43-й год остался в моей памяти какой-то полосой бесконечных отморожений, битья, холода, доплываний на этом целебном витаминном комбинате.
На командировках «щиплют» стланик, рвут иглы из стланика, их пихают в мешок и увозят автомашины на Таскан, там пищевой комбинат, где варят стланик — омерзительный экстракт, который заставляют всех зэка пить в столовой перед обедом. Ставится конвоир, чтобы пили. Омерзительный вкус держится во рту не менее часа. Стало быть, как ни ничтожен обед, он испорчен, вкусовые качества потеряны.
В 37, 38, 39, 40, 41, 42-м цинга хлестала приисковых людей, валила с ног, ноги, десны пухли от цинги и пеллагры. От пеллагры у меня сходили с рук перчатки, с ног — концы ступней, кожа всегда там шелушилась.
Это записано в истории болезни, которая когда-то хранилась в больнице. Кожная моя перчатка была на выставке на врачебной конференции в Магадане. Но все это было позже. А в 1943 году я щипал стланик и опухал от цинги. На «Партизане» в 1938 году я опухал от цинги, зубы шатались, и кровь с гноем натекала в ботинки, или, вернее, в «чуню» — резиновую галошу, ботинок заключенным на приисках не давали в гаранинские времена.
На этих витаминных командировках на моих глазах умер Роман Романович Романов — бывший комендант на прииске «Партизан». Я часто наблюдал, — заключенные ведь не могут оторвать глаз от продуктов на вахте, когда раздают посылки. Романов управлялся с этим делом, посылки разбивал, ломал, куски сахара летели на пол, табак просыпался, сухари смахивались торопливо, якобы неумелой рукой, на пол. После раздачи все эти куски и крохи оставались, очевидно, на долю Романова и его товарищей с вахты. Роман Романович был царем на «Партизане», когда пришел наш этап. Я и не сомневался, что это вольнонаемный, партийный даже человек. И вдруг оказалось, что его арестовали, судили по берзинскому делу. Сейчас он прибыл на витаминку полумертвецом. Он умирал в углу. Начались холода.

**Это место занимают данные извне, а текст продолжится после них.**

use dotenv::dotenv;
use once_cell::sync::Lazy;
use std::env;

pub struct Config {
    pub port: u16,
    pub log_level: String,
    pub request_timeout_secs: u64,
}

impl core::fmt::Debug for Config {
    fn fmt(&self, f: &mut core::fmt::Formatter<'_>) -> core::fmt::Result {
        f.debug_struct("Config")
            .field("port", &self.port)
            .field("log_level", &self.log_level)
            .field("request_timeout_secs", &self.request_timeout_secs)
            .finish()
    }
}

impl Config {
    fn from_env() -> Self {
        dotenv().ok();

        Self {
            port: env::var("PORT").ok().and_then(|v| v.parse().ok()).unwrap_or(3000),
            log_level: env::var("LOG_LEVEL").unwrap_or_else(|_| "info".to_string()),
            request_timeout_secs: env::var("REQUEST_TIMEOUT_SECS")
                .ok()
                .and_then(|v| v.parse().ok())
                .unwrap_or(30),
        }
    }
}

pub static CONFIG: Lazy<Config> = Lazy::new(Config::from_env);
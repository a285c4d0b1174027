use axum::{Router, routing::get};
use divvy::api::handlers::api_routes;
use divvy::api::openapi::ApiDoc;
use divvy::config::CONFIG;
use divvy::{DivvyService, InMemoryLogging, InMemoryNotifier, InMemoryStorage};
use http::header;
use std::net::SocketAddr;
use std::sync::Arc;
use std::time::Duration;
use tower_http::{
    compression::CompressionLayer,
    cors::{Any, CorsLayer},
    timeout::TimeoutLayer,
    trace::TraceLayer,
};
use tracing::info;
use utoipa::OpenApi;
use utoipa_swagger_ui::SwaggerUi;

#[tokio::main]
async fn main() -> Result<(), Box<dyn std::error::Error>> {
    tracing_subscriber::fmt().with_env_filter(CONFIG.log_level.as_str()).init();

    let storage = InMemoryStorage::new();
    let logging = InMemoryLogging::new();
    let notifier = InMemoryNotifier::new();
    let service = Arc::new(DivvyService::new(storage, logging, notifier));

    let app = Router::new()
        .route("/", get(|| async { "OK" }))
        .nest("/api", api_routes(service))
        .merge(SwaggerUi::new("/swagger-ui").url("/api-docs/openapi.json", ApiDoc::openapi()))
        .layer(CompressionLayer::new())
        .layer(TimeoutLayer::new(Duration::from_secs(CONFIG.request_timeout_secs)))
        .layer(
            CorsLayer::new()
                .allow_origin(Any)
                .allow_methods([http::Method::GET, http::Method::POST, http::Method::PUT, http::Method::DELETE])
                .allow_headers([header::CONTENT_TYPE]),
        )
        .layer(TraceLayer::new_for_http());

    let addr = SocketAddr::from(([127, 0, 0, 1], CONFIG.port));
    info!("Server running at http://{}", addr);
    let listener = tokio::net::TcpListener::bind(addr).await?;
    axum::serve(listener, app).await?;

    Ok(())
}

Топора в палатку, обложенную мхом, не давали, и печку топили с пола тремя стволами, втолкнутыми в печь и горящими по закону трех головней. Вот тут-то и умер Романов, прижался к печке холодной. Я заталкивал эти деревья в печь, поддерживая огонь. Было как-то безразлично — буду я спать или не буду. Едва Романов захрипел, а товарищи уже отматывали его портянки. У Романова были хорошие портянки из одеяла, типичные портянки колымских доходяг, когда одеяло отрезано, но еще греет, если им окутать лицо, а главное, числится по [реестру], а портянки — обменная личная собственность арестанта. Я завел себе котелок жестяной из трехлитровой банки, точно такой же, как у меня был на «Партизане» в 38-м году, который начальник ОЛПа лейтенант Коваленко пробил кайлом собственной своей рукой и растоптал. Уничтожение личной посуды заключенных описано мной в очерке «Посылка».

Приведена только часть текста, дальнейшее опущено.